_Task details_:
I would like each line of the data that holds the word "limit" copied out.
------ Record set ------
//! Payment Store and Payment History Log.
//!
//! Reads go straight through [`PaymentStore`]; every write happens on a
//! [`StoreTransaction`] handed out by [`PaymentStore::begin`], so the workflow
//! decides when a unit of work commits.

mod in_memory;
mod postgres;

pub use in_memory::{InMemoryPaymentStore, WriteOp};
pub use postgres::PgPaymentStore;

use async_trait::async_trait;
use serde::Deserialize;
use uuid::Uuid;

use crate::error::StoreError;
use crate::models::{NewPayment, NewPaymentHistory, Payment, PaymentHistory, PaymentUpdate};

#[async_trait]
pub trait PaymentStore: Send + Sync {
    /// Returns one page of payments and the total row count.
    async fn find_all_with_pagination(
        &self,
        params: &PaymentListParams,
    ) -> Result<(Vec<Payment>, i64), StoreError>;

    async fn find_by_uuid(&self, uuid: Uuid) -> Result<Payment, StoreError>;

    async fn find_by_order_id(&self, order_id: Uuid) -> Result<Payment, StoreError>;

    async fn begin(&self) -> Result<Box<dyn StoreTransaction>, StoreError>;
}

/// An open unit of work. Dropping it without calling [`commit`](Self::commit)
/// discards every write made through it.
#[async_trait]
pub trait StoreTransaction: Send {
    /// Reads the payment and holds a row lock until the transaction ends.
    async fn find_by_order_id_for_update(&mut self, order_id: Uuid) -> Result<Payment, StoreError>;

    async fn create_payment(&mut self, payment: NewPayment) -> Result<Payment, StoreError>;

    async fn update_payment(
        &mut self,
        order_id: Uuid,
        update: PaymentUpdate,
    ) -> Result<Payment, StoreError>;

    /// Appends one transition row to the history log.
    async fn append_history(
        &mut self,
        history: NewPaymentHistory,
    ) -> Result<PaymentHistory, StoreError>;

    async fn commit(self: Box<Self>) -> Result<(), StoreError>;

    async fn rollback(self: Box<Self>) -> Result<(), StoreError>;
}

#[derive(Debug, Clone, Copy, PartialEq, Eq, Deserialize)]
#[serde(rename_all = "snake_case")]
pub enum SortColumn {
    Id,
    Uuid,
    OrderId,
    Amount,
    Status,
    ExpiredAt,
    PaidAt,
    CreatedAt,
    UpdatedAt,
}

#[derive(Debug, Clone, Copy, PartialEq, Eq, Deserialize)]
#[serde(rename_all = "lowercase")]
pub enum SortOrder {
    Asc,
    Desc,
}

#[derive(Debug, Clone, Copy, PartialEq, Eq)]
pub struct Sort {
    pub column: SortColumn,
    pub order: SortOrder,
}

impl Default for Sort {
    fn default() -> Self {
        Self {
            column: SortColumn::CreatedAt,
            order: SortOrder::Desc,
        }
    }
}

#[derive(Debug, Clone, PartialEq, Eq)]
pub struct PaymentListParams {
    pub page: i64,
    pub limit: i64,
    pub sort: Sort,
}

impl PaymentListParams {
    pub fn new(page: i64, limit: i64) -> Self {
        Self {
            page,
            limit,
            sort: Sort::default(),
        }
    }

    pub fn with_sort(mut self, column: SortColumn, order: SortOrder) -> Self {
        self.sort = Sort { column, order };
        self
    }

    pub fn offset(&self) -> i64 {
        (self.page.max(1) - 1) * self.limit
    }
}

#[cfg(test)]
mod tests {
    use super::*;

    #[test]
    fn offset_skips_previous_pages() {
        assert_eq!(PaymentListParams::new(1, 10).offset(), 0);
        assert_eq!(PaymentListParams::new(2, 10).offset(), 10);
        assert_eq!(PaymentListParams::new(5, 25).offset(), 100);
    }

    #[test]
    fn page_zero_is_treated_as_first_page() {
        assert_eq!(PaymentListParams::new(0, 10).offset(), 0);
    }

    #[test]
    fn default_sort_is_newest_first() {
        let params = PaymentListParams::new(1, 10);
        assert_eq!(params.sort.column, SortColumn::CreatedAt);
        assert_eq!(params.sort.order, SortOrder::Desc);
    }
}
------
------ Record set ------
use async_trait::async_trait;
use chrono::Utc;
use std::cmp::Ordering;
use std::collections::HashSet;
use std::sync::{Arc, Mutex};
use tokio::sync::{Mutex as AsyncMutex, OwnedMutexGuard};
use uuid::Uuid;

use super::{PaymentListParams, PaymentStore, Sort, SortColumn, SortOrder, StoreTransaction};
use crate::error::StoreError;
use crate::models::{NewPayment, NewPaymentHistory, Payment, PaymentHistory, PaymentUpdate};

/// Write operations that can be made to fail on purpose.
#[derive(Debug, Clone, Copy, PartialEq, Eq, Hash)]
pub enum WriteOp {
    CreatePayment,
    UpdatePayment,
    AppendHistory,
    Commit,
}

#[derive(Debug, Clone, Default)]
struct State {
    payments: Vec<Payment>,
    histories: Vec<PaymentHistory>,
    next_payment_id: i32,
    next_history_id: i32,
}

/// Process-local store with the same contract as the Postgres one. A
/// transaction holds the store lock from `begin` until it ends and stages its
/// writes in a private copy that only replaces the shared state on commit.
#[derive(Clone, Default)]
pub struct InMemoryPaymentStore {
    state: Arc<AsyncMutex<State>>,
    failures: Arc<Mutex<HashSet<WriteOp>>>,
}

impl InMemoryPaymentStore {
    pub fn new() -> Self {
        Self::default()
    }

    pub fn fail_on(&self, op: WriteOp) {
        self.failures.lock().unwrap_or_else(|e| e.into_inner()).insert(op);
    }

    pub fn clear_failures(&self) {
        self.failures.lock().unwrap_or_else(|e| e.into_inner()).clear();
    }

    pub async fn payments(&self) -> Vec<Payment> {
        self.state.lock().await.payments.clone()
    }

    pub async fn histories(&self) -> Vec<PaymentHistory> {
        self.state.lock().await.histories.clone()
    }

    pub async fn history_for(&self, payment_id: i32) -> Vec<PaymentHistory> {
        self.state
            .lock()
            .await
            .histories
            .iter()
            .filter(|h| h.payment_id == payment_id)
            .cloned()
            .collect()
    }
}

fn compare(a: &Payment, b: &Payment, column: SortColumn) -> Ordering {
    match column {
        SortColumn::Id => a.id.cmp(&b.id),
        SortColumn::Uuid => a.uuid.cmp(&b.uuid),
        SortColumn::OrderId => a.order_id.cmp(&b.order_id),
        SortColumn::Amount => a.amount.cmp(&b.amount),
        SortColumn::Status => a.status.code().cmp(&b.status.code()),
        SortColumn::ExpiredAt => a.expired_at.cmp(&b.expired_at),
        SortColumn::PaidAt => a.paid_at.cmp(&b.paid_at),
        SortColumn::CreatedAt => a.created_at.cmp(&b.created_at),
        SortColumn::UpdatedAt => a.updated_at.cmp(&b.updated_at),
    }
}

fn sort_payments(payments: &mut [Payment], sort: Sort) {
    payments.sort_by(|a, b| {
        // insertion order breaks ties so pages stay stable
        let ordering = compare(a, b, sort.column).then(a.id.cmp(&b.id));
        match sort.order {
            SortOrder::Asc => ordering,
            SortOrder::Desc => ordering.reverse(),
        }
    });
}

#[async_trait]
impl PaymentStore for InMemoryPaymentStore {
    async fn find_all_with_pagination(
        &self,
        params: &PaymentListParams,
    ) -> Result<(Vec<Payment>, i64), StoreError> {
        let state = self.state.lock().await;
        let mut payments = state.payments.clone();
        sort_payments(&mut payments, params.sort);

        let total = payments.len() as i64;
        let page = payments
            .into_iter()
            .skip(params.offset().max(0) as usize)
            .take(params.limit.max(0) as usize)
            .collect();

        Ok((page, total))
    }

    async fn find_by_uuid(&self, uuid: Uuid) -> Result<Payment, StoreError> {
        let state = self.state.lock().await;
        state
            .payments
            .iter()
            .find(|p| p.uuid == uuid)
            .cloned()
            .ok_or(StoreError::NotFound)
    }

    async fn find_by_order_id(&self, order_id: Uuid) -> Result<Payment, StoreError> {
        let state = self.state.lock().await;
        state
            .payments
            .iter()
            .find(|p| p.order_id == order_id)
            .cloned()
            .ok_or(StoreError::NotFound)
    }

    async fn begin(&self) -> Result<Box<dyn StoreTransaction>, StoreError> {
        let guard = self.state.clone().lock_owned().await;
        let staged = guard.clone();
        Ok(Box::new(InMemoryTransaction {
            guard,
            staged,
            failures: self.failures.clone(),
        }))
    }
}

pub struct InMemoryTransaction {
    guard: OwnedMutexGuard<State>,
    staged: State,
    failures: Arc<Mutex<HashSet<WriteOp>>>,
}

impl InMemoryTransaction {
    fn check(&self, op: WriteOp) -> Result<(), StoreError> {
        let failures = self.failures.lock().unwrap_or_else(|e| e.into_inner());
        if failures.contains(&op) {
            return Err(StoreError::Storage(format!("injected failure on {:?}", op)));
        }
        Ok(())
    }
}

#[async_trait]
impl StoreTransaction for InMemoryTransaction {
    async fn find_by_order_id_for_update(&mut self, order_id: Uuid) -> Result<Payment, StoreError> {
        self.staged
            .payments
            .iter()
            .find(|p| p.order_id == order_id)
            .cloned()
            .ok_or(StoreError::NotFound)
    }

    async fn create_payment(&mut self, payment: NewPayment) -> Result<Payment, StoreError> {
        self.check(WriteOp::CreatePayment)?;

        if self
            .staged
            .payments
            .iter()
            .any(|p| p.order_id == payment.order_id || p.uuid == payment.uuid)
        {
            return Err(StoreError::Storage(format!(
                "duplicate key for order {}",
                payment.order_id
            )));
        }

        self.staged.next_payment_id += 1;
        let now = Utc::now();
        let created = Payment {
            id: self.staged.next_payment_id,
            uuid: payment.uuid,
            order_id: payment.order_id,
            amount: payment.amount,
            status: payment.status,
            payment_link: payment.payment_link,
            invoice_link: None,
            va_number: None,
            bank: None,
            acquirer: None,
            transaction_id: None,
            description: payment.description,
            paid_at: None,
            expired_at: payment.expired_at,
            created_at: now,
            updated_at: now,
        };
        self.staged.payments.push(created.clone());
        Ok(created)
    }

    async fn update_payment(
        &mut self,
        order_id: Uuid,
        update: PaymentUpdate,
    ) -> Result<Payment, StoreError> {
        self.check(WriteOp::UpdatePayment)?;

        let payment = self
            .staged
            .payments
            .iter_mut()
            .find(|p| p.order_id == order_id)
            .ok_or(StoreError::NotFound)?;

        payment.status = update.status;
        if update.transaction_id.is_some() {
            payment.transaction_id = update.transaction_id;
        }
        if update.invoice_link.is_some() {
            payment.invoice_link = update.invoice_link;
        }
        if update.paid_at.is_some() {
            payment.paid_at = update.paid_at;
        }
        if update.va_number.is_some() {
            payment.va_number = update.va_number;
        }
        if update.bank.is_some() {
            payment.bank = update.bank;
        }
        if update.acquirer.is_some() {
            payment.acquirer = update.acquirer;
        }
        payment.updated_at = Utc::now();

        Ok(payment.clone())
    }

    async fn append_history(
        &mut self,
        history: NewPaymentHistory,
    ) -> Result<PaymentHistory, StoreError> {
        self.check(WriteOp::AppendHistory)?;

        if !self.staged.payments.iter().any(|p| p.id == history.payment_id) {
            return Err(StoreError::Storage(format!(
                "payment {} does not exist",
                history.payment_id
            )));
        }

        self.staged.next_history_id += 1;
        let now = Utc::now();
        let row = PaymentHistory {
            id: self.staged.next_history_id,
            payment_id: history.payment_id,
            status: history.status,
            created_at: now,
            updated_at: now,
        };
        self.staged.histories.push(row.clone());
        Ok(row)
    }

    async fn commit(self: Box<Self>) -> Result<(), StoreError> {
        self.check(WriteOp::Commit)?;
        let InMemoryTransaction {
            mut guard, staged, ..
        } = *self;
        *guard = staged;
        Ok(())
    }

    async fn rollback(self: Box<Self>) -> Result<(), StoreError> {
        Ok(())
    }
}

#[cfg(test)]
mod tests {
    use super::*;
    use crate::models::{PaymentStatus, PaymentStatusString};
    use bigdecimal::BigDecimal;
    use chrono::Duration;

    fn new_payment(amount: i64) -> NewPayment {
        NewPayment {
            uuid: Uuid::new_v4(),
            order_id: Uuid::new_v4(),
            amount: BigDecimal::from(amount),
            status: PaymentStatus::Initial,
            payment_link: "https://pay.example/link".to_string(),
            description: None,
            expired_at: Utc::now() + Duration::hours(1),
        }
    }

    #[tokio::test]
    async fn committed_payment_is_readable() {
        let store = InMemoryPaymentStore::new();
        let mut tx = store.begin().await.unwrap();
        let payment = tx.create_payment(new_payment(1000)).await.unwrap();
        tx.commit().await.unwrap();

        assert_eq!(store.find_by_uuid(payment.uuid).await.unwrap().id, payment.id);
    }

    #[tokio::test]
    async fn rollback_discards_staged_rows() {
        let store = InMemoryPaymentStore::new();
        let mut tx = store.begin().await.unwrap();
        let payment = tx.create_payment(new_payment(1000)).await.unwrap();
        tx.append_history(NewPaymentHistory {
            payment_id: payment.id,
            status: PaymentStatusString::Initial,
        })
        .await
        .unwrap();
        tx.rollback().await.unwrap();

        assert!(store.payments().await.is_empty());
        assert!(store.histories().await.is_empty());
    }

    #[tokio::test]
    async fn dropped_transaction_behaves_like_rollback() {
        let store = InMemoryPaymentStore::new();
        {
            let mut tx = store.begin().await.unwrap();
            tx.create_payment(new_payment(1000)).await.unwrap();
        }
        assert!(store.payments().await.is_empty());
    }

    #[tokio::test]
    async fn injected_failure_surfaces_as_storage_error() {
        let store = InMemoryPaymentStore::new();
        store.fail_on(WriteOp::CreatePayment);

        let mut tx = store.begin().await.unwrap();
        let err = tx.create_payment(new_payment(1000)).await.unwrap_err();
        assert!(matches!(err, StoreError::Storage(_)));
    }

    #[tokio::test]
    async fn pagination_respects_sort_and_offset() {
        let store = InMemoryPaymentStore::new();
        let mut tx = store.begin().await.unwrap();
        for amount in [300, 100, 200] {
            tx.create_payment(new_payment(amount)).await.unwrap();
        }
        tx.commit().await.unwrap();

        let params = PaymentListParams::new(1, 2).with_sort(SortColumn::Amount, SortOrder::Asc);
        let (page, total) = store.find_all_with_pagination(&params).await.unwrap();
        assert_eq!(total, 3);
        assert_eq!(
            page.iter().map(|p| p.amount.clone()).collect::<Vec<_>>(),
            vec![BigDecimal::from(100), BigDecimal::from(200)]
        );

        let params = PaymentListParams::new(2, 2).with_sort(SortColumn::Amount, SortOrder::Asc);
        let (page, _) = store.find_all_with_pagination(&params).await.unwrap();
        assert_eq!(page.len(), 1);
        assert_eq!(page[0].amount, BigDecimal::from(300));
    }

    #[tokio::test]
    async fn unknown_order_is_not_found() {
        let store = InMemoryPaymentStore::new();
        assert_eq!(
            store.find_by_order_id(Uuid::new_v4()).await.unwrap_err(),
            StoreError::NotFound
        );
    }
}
------
_Answer below_:
    pub limit: i64,
    pub fn new(page: i64, limit: i64) -> Self {
            limit,
        (self.page.max(1) - 1) * self.limit
            .take(params.limit.max(0) as usize)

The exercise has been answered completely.